Introduction to the study
The dissertation of Erik Meinema MA (Religious Studies) is an ethnographic study that analyses modes of religious coexistence in the coastal Kenyan town of Malindi, by studying Christianity, Islam, and indigenous African religiosity (or ‘Traditionalism’) within one conceptual framework. This is relevant, since earlier scholarship in religious studies and anthropology has primarily focused on either Christianity or Islam, or the relations between one of these two religious traditions with Traditionalism.
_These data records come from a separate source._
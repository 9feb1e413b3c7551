//! 多租户积分账本服务
//!
//! 按租户作用域记录客户的积分流水，余额由流水推导，从不单独存储。
//!
//! ## 核心功能
//!
//! - **租户解析**：子域名或请求头 → 租户目录 → `TenantScope`
//! - **积分累积与消耗**：按规则或活动计算奖励，每个 (客户, 订单, 规则) 只记一次
//! - **优惠券核销与预留**：同一张券只能被一个订单核销
//! - **批量同步**：外部系统上报的券核销与交易，逐条处理并记录批次日志
//! - **查询**：分页流水、余额、同步日志
//! - **验证码短信**：只存摘要，每次发送都有审计记录
//!
//! ## 模块结构
//!
//! - `models`: 领域模型定义
//! - `error`: 错误类型定义
//! - `validation`: 入参校验
//! - `repository`: PostgreSQL 与内存仓储
//! - `service`: 业务服务层
//! - `notification`: 客户通知与短信下发

pub mod error;
pub mod models;
pub mod notification;
pub mod repository;
pub mod service;
pub mod validation;

pub use error::{LedgerError, Result};
pub use models::*;
pub use notification::{NotificationSender, NotificationService, SmsDispatcher, TemplateEngine};
pub use repository::InMemoryBackend;
pub use service::{
    CatalogService, LedgerService, OtpService, QueryService, SyncReconciler, TenantResolver, dto,
};

/// 内嵌的数据库迁移
pub static MIGRATOR: sqlx::migrate::Migrator = sqlx::migrate!();
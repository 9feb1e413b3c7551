//! 客户实体

use chrono::{DateTime, Utc};
use serde::{Deserialize, Serialize};

use super::enums::CustomerStatus;
use super::tenant::TenantScope;

/// 客户
///
/// customer_id 对外稳定不变，手机号存储为规范化后的形式
#[derive(Debug, Clone, Serialize, Deserialize, sqlx::FromRow)]
#[serde(rename_all = "camelCase")]
pub struct Customer {
    pub id: i64,
    pub tenant_id: i64,
    pub business_unit_id: i64,
    pub customer_id: String,
    pub phone_no: String,
    pub status: CustomerStatus,
    pub created_at: DateTime<Utc>,
    pub updated_at: DateTime<Utc>,
}

impl Customer {
    pub fn scope(&self) -> TenantScope {
        TenantScope::new(self.tenant_id, self.business_unit_id)
    }

    pub fn is_active(&self) -> bool {
        self.status == CustomerStatus::Active
    }
}
//! 响应 DTO 定义

use loyalty_ledger::dto::Page;
use serde::Serialize;

/// API 统一响应
#[derive(Debug, Serialize)]
#[serde(rename_all = "camelCase")]
pub struct ApiResponse<T> {
    pub success: bool,
    pub code: String,
    pub message: String,
    #[serde(skip_serializing_if = "Option::is_none")]
    pub data: Option<T>,
}

impl<T> ApiResponse<T> {
    /// 创建成功响应
    pub fn success(data: T) -> Self {
        Self {
            success: true,
            code: "SUCCESS".to_string(),
            message: "操作成功".to_string(),
            data: Some(data),
        }
    }
}

/// 分页响应
#[derive(Debug, Serialize)]
#[serde(rename_all = "camelCase")]
pub struct PageResponse<T> {
    pub items: Vec<T>,
    pub total: i64,
    pub page: i64,
    pub page_size: i64,
    pub total_pages: i64,
}

impl<T> From<Page<T>> for PageResponse<T> {
    fn from(page: Page<T>) -> Self {
        Self {
            items: page.items,
            total: page.total,
            page: page.page,
            page_size: page.page_size,
            total_pages: page.total_pages,
        }
    }
}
The topic is approached through a focus on civil society organizations which receive Western funding to organize ‘interfaith’ cooperation to ‘build peace’ and to ‘counter violent extremism’. The thesis asks how modes of religious coexistence are negotiated and contested in such civil society settings, and how present modes of coexistence intersect with historical patterns of interaction. The main contribution of the thesis is that it provides a detailed analysis of how modes of religious coexistence in coastal Kenya have been shaped and constituted through colonial and postcolonial forms of political governance and through transregional connections and encounters between three religious traditions that characterize coastal Kenya, namely Christianity, Islam, and Traditionalism.